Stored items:
// src/middleware/auth.rs

use axum::{
    extract::{FromRef, FromRequestParts, Request, State},
    http::{header, request::Parts, HeaderMap},
    middleware::Next,
    response::Response,
};
use axum_extra::headers::{authorization::Bearer, Authorization, HeaderMapExt};

use crate::{
    common::error::{ApiError, AppError},
    config::AppState,
    middleware::i18n::Locale,
    models::auth::Claims,
};

/// Lê o token do cabeçalho `Authorization`.
/// `Ok(None)` quando o cabeçalho não veio; erro quando veio mas não é `Bearer`.
fn bearer_token(headers: &HeaderMap) -> Result<Option<String>, AppError> {
    if !headers.contains_key(header::AUTHORIZATION) {
        return Ok(None);
    }

    headers
        .typed_get::<Authorization<Bearer>>()
        .map(|Authorization(bearer)| Some(bearer.token().to_string()))
        .ok_or(AppError::InvalidToken)
}

fn claims_from_headers(app_state: &AppState, headers: &HeaderMap) -> Result<Option<Claims>, AppError> {
    match bearer_token(headers)? {
        Some(token) => app_state.auth_service.validate_token(&token).map(Some),
        None => Ok(None),
    }
}

// O middleware: sem token válido a requisição nem chega ao handler
pub async fn auth_guard(
    State(app_state): State<AppState>,
    locale: Locale,
    mut request: Request,
    next: Next,
) -> Result<Response, ApiError> {
    let claims = claims_from_headers(&app_state, request.headers())
        .and_then(|claims| claims.ok_or(AppError::MissingToken))
        .map_err(|e| e.to_api_error(&locale, &app_state.i18n_store))?;

    // Insere a identidade nos "extensions" da requisição
    request.extensions_mut().insert(AuthenticatedUser(claims));
    Ok(next.run(request).await)
}

// Extrator para obter o usuário autenticado diretamente nos handlers
#[derive(Debug, Clone)]
pub struct AuthenticatedUser(pub Claims);

impl<S> FromRequestParts<S> for AuthenticatedUser
where
    S: Send + Sync,
    AppState: FromRef<S>,
{
    type Rejection = ApiError;

    async fn from_request_parts(parts: &mut Parts, state: &S) -> Result<Self, Self::Rejection> {
        if let Some(user) = parts.extensions.get::<AuthenticatedUser>() {
            return Ok(user.clone());
        }

        // Rota montada sem o auth_guard: valida aqui mesmo
        let app_state = AppState::from_ref(state);
        let locale = Locale::from_headers(&parts.headers);

        claims_from_headers(&app_state, &parts.headers)
            .and_then(|claims| claims.ok_or(AppError::MissingToken))
            .map(AuthenticatedUser)
            .map_err(|e| e.to_api_error(&locale, &app_state.i18n_store))
    }
}

/// Identidade opcional, para rotas públicas que mudam de comportamento
/// quando o chamador está logado. Token presente mas inválido ainda é 401.
#[derive(Debug, Clone)]
pub struct OptionalUser(pub Option<Claims>);

impl<S> FromRequestParts<S> for OptionalUser
where
    S: Send + Sync,
    AppState: FromRef<S>,
{
    type Rejection = ApiError;

    async fn from_request_parts(parts: &mut Parts, state: &S) -> Result<Self, Self::Rejection> {
        if let Some(AuthenticatedUser(claims)) = parts.extensions.get::<AuthenticatedUser>() {
            return Ok(OptionalUser(Some(claims.clone())));
        }

        let app_state = AppState::from_ref(state);
        let locale = Locale::from_headers(&parts.headers);

        claims_from_headers(&app_state, &parts.headers)
            .map(OptionalUser)
            .map_err(|e| e.to_api_error(&locale, &app_state.i18n_store))
    }
}
// src/routes.rs

use std::time::Duration;

use anyhow::Context;
use axum::{
    http::{
        header::{ACCEPT_LANGUAGE, AUTHORIZATION, CONTENT_TYPE},
        HeaderValue, Method,
    },
    middleware as axum_middleware,
    routing::{get, post, put},
    Router,
};
use tower_http::cors::{AllowOrigin, CorsLayer};
use utoipa::OpenApi;
use utoipa_swagger_ui::SwaggerUi;

use crate::{
    config::{AppState, Settings},
    docs::ApiDoc,
    handlers::{self, crud},
    middleware::auth::auth_guard,
    models::{
        catalog::{Category, Status},
        company::Company,
    },
};

fn cors_layer(settings: &Settings) -> anyhow::Result<CorsLayer> {
    let origin = match settings.cors_origin.as_deref() {
        Some(origin) => AllowOrigin::exact(
            origin
                .parse::<HeaderValue>()
                .with_context(|| format!("CORS_ORIGIN inválida: {}", origin))?,
        ),
        None => AllowOrigin::any(),
    };

    Ok(CorsLayer::new()
        .allow_origin(origin)
        .allow_methods([Method::GET, Method::POST, Method::PUT, Method::DELETE, Method::OPTIONS])
        .allow_headers([CONTENT_TYPE, AUTHORIZATION, ACCEPT_LANGUAGE])
        .max_age(Duration::from_secs(60 * 60)))
}

/// Monta todas as rotas sob `/api`, mais o Swagger UI.
pub fn build_router(app_state: AppState) -> anyhow::Result<Router> {
    let cors = cors_layer(&app_state.settings)?;

    // Rotas de usuário (públicas, exceto /me)
    let user_routes = Router::new()
        .route("/register", post(handlers::auth::register))
        .route("/login", post(handlers::auth::login))
        .route("/", get(handlers::users::list_users))
        .route(
            "/{id}",
            get(handlers::users::get_user)
                .put(handlers::users::update_user)
                .delete(handlers::users::delete_user),
        )
        .merge(
            Router::new()
                .route("/me", get(handlers::auth::get_me))
                .route_layer(axum_middleware::from_fn_with_state(
                    app_state.clone(),
                    auth_guard,
                )),
        );

    let category_routes = Router::new()
        .route("/", get(crud::list::<Category>).post(crud::create::<Category>))
        .route(
            "/{id}",
            get(crud::get::<Category>)
                .put(crud::update::<Category>)
                .delete(crud::delete::<Category>),
        );

    let status_routes = Router::new()
        .route("/", get(crud::list::<Status>).post(crud::create::<Status>))
        .route(
            "/{id}",
            get(crud::get::<Status>)
                .put(crud::update::<Status>)
                .delete(crud::delete::<Status>),
        );

    let company_routes = Router::new()
        .route("/", get(crud::list::<Company>).post(crud::create::<Company>))
        .route(
            "/{id}",
            get(crud::get::<Company>)
                .put(crud::update::<Company>)
                .delete(crud::delete::<Company>),
        );

    // Só a troca de status exige token
    let feedback_routes = Router::new()
        .route(
            "/",
            get(handlers::feedback::list_feedback).post(handlers::feedback::create_feedback),
        )
        .route(
            "/{id}",
            get(handlers::feedback::get_feedback)
                .put(handlers::feedback::update_feedback)
                .delete(handlers::feedback::delete_feedback),
        )
        .merge(
            Router::new()
                .route("/{id}/status", put(handlers::feedback::update_feedback_status))
                .route_layer(axum_middleware::from_fn_with_state(
                    app_state.clone(),
                    auth_guard,
                )),
        );

    let reply_routes = Router::new()
        .route("/feedback/{id}", get(handlers::replies::list_replies))
        .merge(
            Router::new()
                .route("/", post(handlers::replies::create_reply))
                .route_layer(axum_middleware::from_fn_with_state(
                    app_state.clone(),
                    auth_guard,
                )),
        );

    // Combina tudo no router principal
    let app = Router::new()
        .route("/api/health", get(|| async { "OK" }))
        .nest("/api/user", user_routes)
        .nest("/api/category", category_routes)
        .nest("/api/status", status_routes)
        .nest("/api/company", company_routes)
        .nest("/api/feedback", feedback_routes)
        .nest("/api/replies", reply_routes)
        .merge(SwaggerUi::new("/swagger-ui").url("/api-docs/openapi.json", ApiDoc::openapi()))
        .layer(cors)
        .with_state(app_state);

    Ok(app)
}
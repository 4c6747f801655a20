// src/db/feedback_repo.rs

use sqlx::{Executor, PgPool, Postgres, QueryBuilder};

use crate::{
    common::error::AppError,
    models::{
        feedback::{Feedback, FeedbackDetail, FeedbackFilter},
        EntityId,
    },
};

// Feedback + nomes e cores para exibição
const DETAIL_SELECT: &str = r#"
    SELECT
        f.id, f.title, f.description,
        f.user_id, u.email AS user_email,
        f.company_id, co.name AS company_name,
        f.category_id, ca.name AS category_name, ca.color AS category_color,
        f.status_id, s.name AS status_name, s.color AS status_color,
        f.created_at, f.updated_at
    FROM feedbacks f
    INNER JOIN users u ON u.id = f.user_id
    INNER JOIN companies co ON co.id = f.company_id
    INNER JOIN categories ca ON ca.id = f.category_id
    INNER JOIN statuses s ON s.id = f.status_id
"#;

#[derive(Clone)]
pub struct FeedbackRepository {
    pool: PgPool,
}

impl FeedbackRepository {
    pub fn new(pool: PgPool) -> Self {
        Self { pool }
    }

    /// Listagem com os filtros combinados por AND, ordenada por id.
    pub async fn list_details(&self, filter: &FeedbackFilter) -> Result<Vec<FeedbackDetail>, AppError> {
        let mut builder = QueryBuilder::<Postgres>::new(DETAIL_SELECT);
        builder.push(" WHERE TRUE");

        if let Some(term) = &filter.search {
            // strpos evita ter que escapar % e _ do termo
            builder
                .push(" AND (strpos(lower(f.title), lower(")
                .push_bind(term.clone())
                .push(")) > 0 OR strpos(lower(f.description), lower(")
                .push_bind(term.clone())
                .push(")) > 0)");
        }
        if let Some(category_id) = filter.category_id {
            builder.push(" AND f.category_id = ").push_bind(category_id);
        }
        if let Some(status_id) = filter.status_id {
            builder.push(" AND f.status_id = ").push_bind(status_id);
        }
        if let Some(company_id) = filter.company_id {
            builder.push(" AND f.company_id = ").push_bind(company_id);
        }

        builder.push(" ORDER BY f.id ASC");

        let feedbacks = builder
            .build_query_as::<FeedbackDetail>()
            .fetch_all(&self.pool)
            .await?;

        Ok(feedbacks)
    }

    pub async fn find_detail<'e, E>(
        &self,
        executor: E,
        id: EntityId,
    ) -> Result<Option<FeedbackDetail>, AppError>
    where
        E: Executor<'e, Database = Postgres>,
    {
        let sql = format!("{} WHERE f.id = $1", DETAIL_SELECT);
        let detail = sqlx::query_as::<_, FeedbackDetail>(&sql)
            .bind(id)
            .fetch_optional(executor)
            .await?;
        Ok(detail)
    }

    pub async fn update_status<'e, E>(
        &self,
        executor: E,
        id: EntityId,
        status_id: EntityId,
    ) -> Result<Feedback, AppError>
    where
        E: Executor<'e, Database = Postgres>,
    {
        let feedback = sqlx::query_as::<_, Feedback>(
            r#"
            UPDATE feedbacks
            SET status_id = $2, updated_at = NOW()
            WHERE id = $1
            RETURNING *
            "#,
        )
        .bind(id)
        .bind(status_id)
        .fetch_one(executor)
        .await?;

        Ok(feedback)
    }
}
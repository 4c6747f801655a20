// src/common/error.rs

use std::collections::HashMap;

use axum::{
    http::StatusCode,
    response::{IntoResponse, Response},
    Json,
};
use serde_json::{json, Value};
use thiserror::Error;

use crate::{common::i18n::I18nStore, middleware::i18n::Locale};

/// Recursos que podem aparecer em erros de "não encontrado" ou de referência.
#[derive(Debug, Clone, Copy, PartialEq, Eq)]
pub enum Resource {
    User,
    Company,
    Category,
    Status,
    Feedback,
}

impl Resource {
    pub fn code(self) -> &'static str {
        match self {
            Resource::User => "user",
            Resource::Company => "company",
            Resource::Category => "category",
            Resource::Status => "status",
            Resource::Feedback => "feedback",
        }
    }
}

// Nosso tipo de erro, com `thiserror` para melhor ergonomia.
#[derive(Debug, Error)]
pub enum AppError {
    #[error("Erro de validação")]
    ValidationError(#[from] validator::ValidationErrors),

    #[error("Filtro inválido: {0}")]
    InvalidFilter(&'static str),

    #[error("Corpo da requisição inválido: {0}")]
    MalformedBody(String),

    #[error("Parâmetro de rota inválido: {0}")]
    InvalidPath(String),

    #[error("Referência inválida: {0}")]
    InvalidReference(String),

    #[error("E-mail já existe")]
    EmailAlreadyExists,

    #[error("Credenciais inválidas")]
    InvalidCredentials,

    #[error("Token ausente")]
    MissingToken,

    #[error("Token inválido")]
    InvalidToken,

    #[error("Acesso negado")]
    Forbidden,

    #[error("{} não encontrado", .0.code())]
    NotFound(Resource),

    #[error("{} protegido contra exclusão", .0.code())]
    ProtectedRecord(Resource),

    #[error("{} referenciado por {count} feedback(s)", .resource.code())]
    ReferencedByFeedback { resource: Resource, count: i64 },

    #[error("Erro de banco de dados: {0}")]
    DatabaseError(#[from] sqlx::Error),

    #[error("Erro interno do servidor: {0}")]
    InternalServerError(#[from] anyhow::Error),

    #[error("Erro de Bcrypt: {0}")]
    BcryptError(#[from] bcrypt::BcryptError),

    #[error("Erro de JWT: {0}")]
    JwtError(#[from] jsonwebtoken::errors::Error),
}

impl AppError {
    pub fn status_code(&self) -> StatusCode {
        match self {
            AppError::ValidationError(_)
            | AppError::MalformedBody(_)
            | AppError::InvalidPath(_)
            | AppError::InvalidFilter(_)
            | AppError::InvalidReference(_) => StatusCode::BAD_REQUEST,
            AppError::InvalidCredentials | AppError::MissingToken | AppError::InvalidToken => {
                StatusCode::UNAUTHORIZED
            }
            AppError::Forbidden => StatusCode::FORBIDDEN,
            AppError::NotFound(_) => StatusCode::NOT_FOUND,
            AppError::EmailAlreadyExists
            | AppError::ProtectedRecord(_)
            | AppError::ReferencedByFeedback { .. } => StatusCode::CONFLICT,
            AppError::DatabaseError(_)
            | AppError::InternalServerError(_)
            | AppError::BcryptError(_)
            | AppError::JwtError(_) => StatusCode::INTERNAL_SERVER_ERROR,
        }
    }

    /// Converte o erro interno na resposta pública, traduzida para o idioma do cliente.
    pub fn to_api_error(self, locale: &Locale, i18n: &I18nStore) -> ApiError {
        let status = self.status_code();
        let lang = locale.0.as_str();

        let (error, details) = match self {
            AppError::ValidationError(errors) => {
                let mut details: HashMap<String, Vec<String>> = HashMap::new();
                for (field, field_errors) in errors.field_errors() {
                    let messages = field_errors
                        .iter()
                        .map(|e| {
                            let code = e.message.as_deref().unwrap_or(e.code.as_ref());
                            i18n.message(lang, &format!("validation.{}", code), &[])
                        })
                        .collect();
                    details.insert(field.to_string(), messages);
                }
                (
                    i18n.message(lang, "validation.invalid_fields", &[]),
                    Some(json!(details)),
                )
            }
            AppError::MalformedBody(reason) => (
                i18n.message(lang, "error.malformed_body", &[]),
                Some(json!({ "reason": reason })),
            ),
            AppError::InvalidPath(reason) => (
                i18n.message(lang, "error.invalid_path", &[]),
                Some(json!({ "reason": reason })),
            ),
            AppError::InvalidFilter(field) => (
                i18n.message(lang, "error.invalid_filter", &[("field", field.to_string())]),
                None,
            ),
            AppError::InvalidReference(constraint) => (
                i18n.message(lang, "error.invalid_reference", &[]),
                Some(json!({ "constraint": constraint })),
            ),
            AppError::EmailAlreadyExists => (i18n.message(lang, "error.email_already_exists", &[]), None),
            AppError::InvalidCredentials => (i18n.message(lang, "error.invalid_credentials", &[]), None),
            AppError::MissingToken => (i18n.message(lang, "error.missing_token", &[]), None),
            AppError::InvalidToken => (i18n.message(lang, "error.invalid_token", &[]), None),
            AppError::Forbidden => (i18n.message(lang, "error.forbidden", &[]), None),
            AppError::NotFound(resource) => (
                i18n.message(lang, &format!("not_found.{}", resource.code()), &[]),
                None,
            ),
            AppError::ProtectedRecord(resource) => (
                i18n.message(lang, &format!("protected.{}", resource.code()), &[]),
                None,
            ),
            AppError::ReferencedByFeedback { resource, count } => (
                i18n.message(
                    lang,
                    &format!("referenced.{}", resource.code()),
                    &[("count", count.to_string())],
                ),
                Some(json!({ "feedbackCount": count })),
            ),
            // O resto vira 500. O detalhe fica só no log.
            ref e => {
                tracing::error!("Erro Interno do Servidor: {}", e);
                (i18n.message(lang, "error.internal", &[]), None)
            }
        };

        ApiError { status, error, details }
    }
}

// O erro que efetivamente sai na resposta HTTP
#[derive(Debug)]
pub struct ApiError {
    pub status: StatusCode,
    pub error: String,
    pub details: Option<Value>,
}

impl IntoResponse for ApiError {
    fn into_response(self) -> Response {
        let body = match self.details {
            Some(details) => json!({ "error": self.error, "details": details }),
            None => json!({ "error": self.error }),
        };
        (self.status, Json(body)).into_response()
    }
}

#[cfg(test)]
mod tests {
    use super::*;
    use validator::Validate;

    #[derive(Validate)]
    struct Payload {
        #[validate(length(min = 1, message = "required"))]
        name: String,
    }

    fn store() -> I18nStore {
        I18nStore::load().unwrap()
    }

    #[test]
    fn taxonomy_maps_to_http_status() {
        assert_eq!(AppError::NotFound(Resource::Category).status_code(), StatusCode::NOT_FOUND);
        assert_eq!(AppError::InvalidCredentials.status_code(), StatusCode::UNAUTHORIZED);
        assert_eq!(AppError::InvalidToken.status_code(), StatusCode::UNAUTHORIZED);
        assert_eq!(AppError::MissingToken.status_code(), StatusCode::UNAUTHORIZED);
        assert_eq!(AppError::Forbidden.status_code(), StatusCode::FORBIDDEN);
        assert_eq!(AppError::InvalidFilter("category").status_code(), StatusCode::BAD_REQUEST);
        assert_eq!(AppError::MalformedBody("x".into()).status_code(), StatusCode::BAD_REQUEST);
        assert_eq!(AppError::InvalidPath("x".into()).status_code(), StatusCode::BAD_REQUEST);
        assert_eq!(AppError::ProtectedRecord(Resource::Status).status_code(), StatusCode::CONFLICT);
        assert_eq!(
            AppError::ReferencedByFeedback { resource: Resource::Status, count: 2 }.status_code(),
            StatusCode::CONFLICT
        );
        assert_eq!(
            AppError::DatabaseError(sqlx::Error::RowNotFound).status_code(),
            StatusCode::INTERNAL_SERVER_ERROR
        );
    }

    #[test]
    fn validation_errors_carry_translated_details() {
        let errors = Payload { name: String::new() }.validate().unwrap_err();

        let api = AppError::ValidationError(errors).to_api_error(&Locale("pt".into()), &store());

        assert_eq!(api.status, StatusCode::BAD_REQUEST);
        assert_eq!(api.error, "Um ou mais campos são inválidos.");
        assert_eq!(api.details.unwrap()["name"][0], "Este campo é obrigatório.");
    }

    #[test]
    fn conflict_reports_the_reference_count() {
        let api = AppError::ReferencedByFeedback { resource: Resource::Category, count: 4 }
            .to_api_error(&Locale("en".into()), &store());

        assert_eq!(api.status, StatusCode::CONFLICT);
        assert!(api.error.contains('4'));
        assert_eq!(api.details.unwrap()["feedbackCount"], 4);
    }

    #[test]
    fn internal_errors_are_opaque() {
        let api = AppError::InternalServerError(anyhow::anyhow!("senha do banco: hunter2"))
            .to_api_error(&Locale("en".into()), &store());

        assert_eq!(api.status, StatusCode::INTERNAL_SERVER_ERROR);
        assert!(!api.error.contains("hunter2"));
        assert!(api.details.is_none());
    }
}
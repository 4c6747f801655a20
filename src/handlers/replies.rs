// src/handlers/replies.rs

use axum::{extract::State, http::StatusCode, response::IntoResponse, Json};

use crate::{
    common::error::{ApiError, AppError},
    config::AppState,
    middleware::{
        auth::AuthenticatedUser,
        extract::{IdPath, ValidJson},
        i18n::Locale,
    },
    models::reply::{CreateReplyPayload, Reply},
};

// GET /api/replies/feedback/{id}
#[utoipa::path(
    get,
    path = "/api/replies/feedback/{id}",
    tag = "Replies",
    params(("id" = i32, Path, description = "ID do feedback")),
    responses(
        (status = 200, description = "Respostas, da mais antiga para a mais nova", body = Vec<Reply>),
        (status = 404, description = "Feedback não encontrado")
    )
)]
pub async fn list_replies(
    State(app_state): State<AppState>,
    locale: Locale,
    IdPath(feedback_id): IdPath,
) -> Result<Json<Vec<Reply>>, ApiError> {
    let replies = app_state
        .reply_service
        .list_for_feedback(feedback_id)
        .await
        .map_err(|e| e.to_api_error(&locale, &app_state.i18n_store))?;

    Ok(Json(replies))
}

// POST /api/replies
#[utoipa::path(
    post,
    path = "/api/replies",
    tag = "Replies",
    request_body = CreateReplyPayload,
    responses(
        (status = 201, description = "Resposta criada", body = Reply),
        (status = 400, description = "Dados inválidos"),
        (status = 401, description = "Token ausente ou inválido"),
        (status = 403, description = "Nem autor, nem membro da empresa alvo"),
        (status = 404, description = "Feedback não encontrado")
    ),
    security(("api_jwt" = []))
)]
pub async fn create_reply(
    State(app_state): State<AppState>,
    locale: Locale,
    AuthenticatedUser(claims): AuthenticatedUser,
    ValidJson(payload): ValidJson<CreateReplyPayload>,
) -> Result<impl IntoResponse, ApiError> {
    let Some(feedback_id) = payload.feedback_id else {
        return Err(AppError::InternalServerError(anyhow::anyhow!("feedback_id ausente após validação"))
            .to_api_error(&locale, &app_state.i18n_store));
    };

    let reply = app_state
        .reply_service
        .create(&claims, feedback_id, &payload.title, &payload.description)
        .await
        .map_err(|e| e.to_api_error(&locale, &app_state.i18n_store))?;

    Ok((StatusCode::CREATED, Json(reply)))
}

> _Required action_: Using the data above, repeat exactly the lines that begin at the line with "if let Some(status_id)" and end at the line with "WHERE id = $1", both ends included.

> _Worked solution_:
        if let Some(status_id) = filter.status_id {
            builder.push(" AND f.status_id = ").push_bind(status_id);
        }
        if let Some(company_id) = filter.company_id {
            builder.push(" AND f.company_id = ").push_bind(company_id);
        }

        builder.push(" ORDER BY f.id ASC");

        let feedbacks = builder
            .build_query_as::<FeedbackDetail>()
            .fetch_all(&self.pool)
            .await?;

        Ok(feedbacks)
    }

    pub async fn find_detail<'e, E>(
        &self,
        executor: E,
        id: EntityId,
    ) -> Result<Option<FeedbackDetail>, AppError>
    where
        E: Executor<'e, Database = Postgres>,
    {
        let sql = format!("{} WHERE f.id = $1", DETAIL_SELECT);
        let detail = sqlx::query_as::<_, FeedbackDetail>(&sql)
            .bind(id)
            .fetch_optional(executor)
            .await?;
        Ok(detail)
    }

    pub async fn update_status<'e, E>(
        &self,
        executor: E,
        id: EntityId,
        status_id: EntityId,
    ) -> Result<Feedback, AppError>
    where
        E: Executor<'e, Database = Postgres>,
    {
        let feedback = sqlx::query_as::<_, Feedback>(
            r#"
            UPDATE feedbacks
            SET status_id = $2, updated_at = NOW()
            WHERE id = $1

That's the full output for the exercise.